■ **TASK REQUIREMENTS**
The answer must be every line of the data that holds the word "Ordering".

Top of RECORDS FOR THIS EXERCISE

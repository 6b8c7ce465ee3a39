// src/graph/executor.rs

//! Bounded-parallel graph execution
//!
//! Runs a caller-supplied action over every vertex of a `DirectedGraph`,
//! honoring precedence edges:
//!
//! - a vertex's action starts only after all of its direct predecessors
//!   completed successfully (happens-before along every edge)
//! - independent subgraphs run concurrently, bounded by the job limit
//! - when an action fails, the transitive successors of its vertex are
//!   skipped; sibling subgraphs run to completion
//! - cancellation is cooperative: in-flight actions finish, nothing new
//!   starts
//!
//! The call is synchronous: it returns once all reachable work has finished
//! or failed.

use crate::graph::DirectedGraph;
use std::collections::{BTreeSet, HashMap};
use std::hash::Hash;
use std::sync::atomic::{AtomicBool, Ordering};
use std::sync::{Arc, Condvar, Mutex, MutexGuard};
use std::thread;
use tracing::debug;

/// What went wrong, per vertex, in a failed run
#[derive(Debug)]
pub struct ExecutionReport<V, E> {
    /// Vertices whose action returned an error, with that error
    pub failed: Vec<(V, E)>,

    /// Vertices that never ran: a transitive predecessor failed, or the run
    /// was cancelled before they were scheduled
    pub skipped: Vec<V>,
}

#[derive(Debug)]
pub enum ExecutionError<V, E> {
    /// The graph contains non-trivial strongly connected components; this is
    /// a configuration error and nothing was executed
    Cycle(Vec<Vec<V>>),

    /// Some actions failed or were skipped
    Failures(ExecutionReport<V, E>),
}

/// Bounded worker pool over a precedence graph
pub struct Executor {
    jobs: usize,
    cancel: Arc<AtomicBool>,
}

struct State<V, E> {
    /// Vertices still waiting on predecessors, with their unmet count
    waiting: HashMap<V, usize>,

    /// Vertices whose predecessors all completed; ordered so the smallest
    /// vertex (highest-priority repository) is picked first
    ready: BTreeSet<V>,

    running: usize,
    failed: Vec<(V, E)>,
    skipped: BTreeSet<V>,
}

fn lock<'a, V, E>(state: &'a Mutex<State<V, E>>) -> MutexGuard<'a, State<V, E>> {
    state.lock().unwrap_or_else(|e| e.into_inner())
}

impl Executor {
    /// Create an executor running at most `jobs` actions concurrently
    pub fn new(jobs: usize) -> Self {
        Self {
            jobs: jobs.max(1),
            cancel: Arc::new(AtomicBool::new(false)),
        }
    }

    /// Handle for cooperative cancellation
    ///
    /// Once set, in-flight actions are allowed to finish but no new actions
    /// are scheduled; unstarted vertices are reported as skipped.
    pub fn cancel_handle(&self) -> Arc<AtomicBool> {
        Arc::clone(&self.cancel)
    }

    /// Execute `action` over every vertex, honoring precedence edges
    ///
    /// Returns `Ok(())` only if every vertex's action succeeded. A cyclic
    /// graph is rejected up front without executing anything.
    pub fn run<V, E, F>(
        &self,
        graph: &DirectedGraph<V>,
        action: F,
    ) -> Result<(), ExecutionError<V, E>>
    where
        V: Clone + Eq + Hash + Ord + Send + Sync,
        E: Send,
        F: Fn(&V) -> Result<(), E> + Sync,
    {
        let components = graph.cycles();
        if !components.is_empty() {
            return Err(ExecutionError::Cycle(components));
        }
        if graph.is_empty() {
            return Ok(());
        }

        let mut waiting = HashMap::new();
        let mut ready = BTreeSet::new();
        for vertex in graph.vertices() {
            let unmet = graph.predecessors(vertex).len();
            if unmet == 0 {
                ready.insert(vertex.clone());
            } else {
                waiting.insert(vertex.clone(), unmet);
            }
        }

        let state = Mutex::new(State {
            waiting,
            ready,
            running: 0,
            failed: Vec::new(),
            skipped: BTreeSet::new(),
        });
        let wakeup = Condvar::new();
        let workers = self.jobs.min(graph.len());
        debug!("Executing {} vertices on {} workers", graph.len(), workers);

        thread::scope(|scope| {
            for _ in 0..workers {
                scope.spawn(|| self.worker(graph, &action, &state, &wakeup));
            }
        });

        let state = state.into_inner().unwrap_or_else(|e| e.into_inner());
        if state.failed.is_empty() && state.skipped.is_empty() {
            Ok(())
        } else {
            let mut failed = state.failed;
            failed.sort_by(|a, b| a.0.cmp(&b.0));
            Err(ExecutionError::Failures(ExecutionReport {
                failed,
                skipped: state.skipped.into_iter().collect(),
            }))
        }
    }

    fn worker<V, E, F>(
        &self,
        graph: &DirectedGraph<V>,
        action: &F,
        state: &Mutex<State<V, E>>,
        wakeup: &Condvar,
    ) where
        V: Clone + Eq + Hash + Ord + Send + Sync,
        E: Send,
        F: Fn(&V) -> Result<(), E> + Sync,
    {
        let mut guard = lock(state);
        loop {
            if self.cancel.load(Ordering::SeqCst) {
                // Everything not yet started is skipped
                let unstarted: Vec<V> = guard
                    .ready
                    .iter()
                    .chain(guard.waiting.keys())
                    .cloned()
                    .collect();
                guard.ready.clear();
                guard.waiting.clear();
                guard.skipped.extend(unstarted);
            }

            if let Some(vertex) = guard.ready.pop_first() {
                guard.running += 1;
                drop(guard);

                let result = action(&vertex);

                guard = lock(state);
                guard.running -= 1;
                match result {
                    Ok(()) => {
                        for successor in graph.successors(&vertex) {
                            if let Some(unmet) = guard.waiting.get_mut(&successor) {
                                *unmet -= 1;
                                if *unmet == 0 {
                                    guard.waiting.remove(&successor);
                                    guard.ready.insert(successor);
                                }
                            }
                        }
                    }
                    Err(error) => {
                        // A failed vertex takes its transitive successors
                        // with it; unrelated subgraphs keep running
                        for descendant in graph.descendants(&vertex) {
                            let was_pending = guard.waiting.remove(&descendant).is_some()
                                || guard.ready.remove(&descendant);
                            if was_pending {
                                guard.skipped.insert(descendant);
                            }
                        }
                        guard.failed.push((vertex, error));
                    }
                }
                wakeup.notify_all();
            } else if guard.running == 0 && guard.waiting.is_empty() {
                // All work is finished, failed, or skipped
                wakeup.notify_all();
                return;
            } else {
                guard = wakeup.wait(guard).unwrap_or_else(|e| e.into_inner());
            }
        }
    }
}

#[cfg(test)]
mod tests {
    use super::*;
    use std::sync::Mutex as StdMutex;

    fn graph(edges: &[(&str, &str)], isolated: &[&str]) -> DirectedGraph<String> {
        let mut graph = DirectedGraph::new();
        for &(from, to) in edges {
            graph.add_edge(from.to_string(), to.to_string());
        }
        for &vertex in isolated {
            graph.add_vertex(vertex.to_string());
        }
        graph
    }

    #[test]
    fn test_chain_runs_in_precedence_order() {
        let graph = graph(&[("a", "b"), ("b", "c")], &[]);
        let executed = StdMutex::new(Vec::new());

        let executor = Executor::new(4);
        executor
            .run(&graph, |v: &String| -> Result<(), String> {
                executed.lock().unwrap().push(v.clone());
                Ok(())
            })
            .unwrap();

        assert_eq!(*executed.lock().unwrap(), vec!["a", "b", "c"]);
    }

    #[test]
    fn test_failure_skips_descendants_but_not_siblings() {
        let graph = graph(&[("a", "b"), ("b", "c")], &["d"]);
        let executed = StdMutex::new(Vec::new());

        let executor = Executor::new(4);
        let err = executor
            .run(&graph, |v: &String| {
                executed.lock().unwrap().push(v.clone());
                if v == "a" {
                    Err(format!("{} broke", v))
                } else {
                    Ok(())
                }
            })
            .unwrap_err();

        let executed = executed.lock().unwrap();
        assert!(executed.contains(&"d".to_string()));
        assert!(!executed.contains(&"b".to_string()));
        assert!(!executed.contains(&"c".to_string()));

        match err {
            ExecutionError::Failures(report) => {
                assert_eq!(report.failed.len(), 1);
                assert_eq!(report.failed[0].0, "a");
                assert_eq!(report.skipped, vec!["b".to_string(), "c".to_string()]);
            }
            ExecutionError::Cycle(_) => panic!("unexpected cycle report"),
        }
    }

    #[test]
    fn test_cycle_reported_without_executing() {
        let graph = graph(&[("x", "y"), ("y", "x")], &["z"]);
        let executed = StdMutex::new(Vec::new());

        let executor = Executor::new(4);
        let err = executor
            .run(&graph, |v: &String| -> Result<(), String> {
                executed.lock().unwrap().push(v.clone());
                Ok(())
            })
            .unwrap_err();

        assert!(executed.lock().unwrap().is_empty());
        match err {
            ExecutionError::Cycle(components) => {
                assert_eq!(components.len(), 1);
                let mut cycle = components[0].clone();
                cycle.sort();
                assert_eq!(cycle, vec!["x".to_string(), "y".to_string()]);
            }
            ExecutionError::Failures(_) => panic!("expected a cycle report"),
        }
    }

    #[test]
    fn test_single_worker_picks_smallest_ready_vertex() {
        let mut graph = DirectedGraph::new();
        for v in [3u32, 1, 2] {
            graph.add_vertex(v);
        }
        let executed = StdMutex::new(Vec::new());

        Executor::new(1)
            .run(&graph, |v: &u32| -> Result<(), ()> {
                executed.lock().unwrap().push(*v);
                Ok(())
            })
            .unwrap();

        assert_eq!(*executed.lock().unwrap(), vec![1, 2, 3]);
    }

    #[test]
    fn test_cancellation_skips_unstarted_vertices() {
        let graph = graph(&[("a", "b"), ("b", "c")], &[]);
        let executor = Executor::new(1);
        let cancel = executor.cancel_handle();

        let err = executor
            .run(&graph, |v: &String| -> Result<(), String> {
                if v == "a" {
                    cancel.store(true, Ordering::SeqCst);
                }
                Ok(())
            })
            .unwrap_err();

        match err {
            ExecutionError::Failures(report) => {
                assert!(report.failed.is_empty());
                assert_eq!(report.skipped, vec!["b".to_string(), "c".to_string()]);
            }
            ExecutionError::Cycle(_) => panic!("unexpected cycle report"),
        }
    }

    #[test]
    fn test_many_vertices_with_bounded_workers() {
        let mut graph = DirectedGraph::new();
        for v in 0u32..50 {
            graph.add_vertex(v);
        }
        // A few precedence constraints in the middle
        graph.add_edge(10, 11);
        graph.add_edge(11, 12);

        let count = StdMutex::new(0usize);
        Executor::new(3)
            .run(&graph, |_: &u32| -> Result<(), ()> {
                *count.lock().unwrap() += 1;
                Ok(())
            })
            .unwrap();

        assert_eq!(*count.lock().unwrap(), 50);
    }

    #[test]
    fn test_empty_graph_succeeds() {
        let graph: DirectedGraph<u32> = DirectedGraph::new();
        let result: Result<(), ExecutionError<u32, ()>> =
            Executor::new(4).run(&graph, |_| Ok(()));
        assert!(result.is_ok());
    }
}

Bottom of RECORDS FOR THIS EXERCISE

■ **YOUR RESPONSE**
use std::sync::atomic::{AtomicBool, Ordering};
            if self.cancel.load(Ordering::SeqCst) {
                    cancel.store(true, Ordering::SeqCst);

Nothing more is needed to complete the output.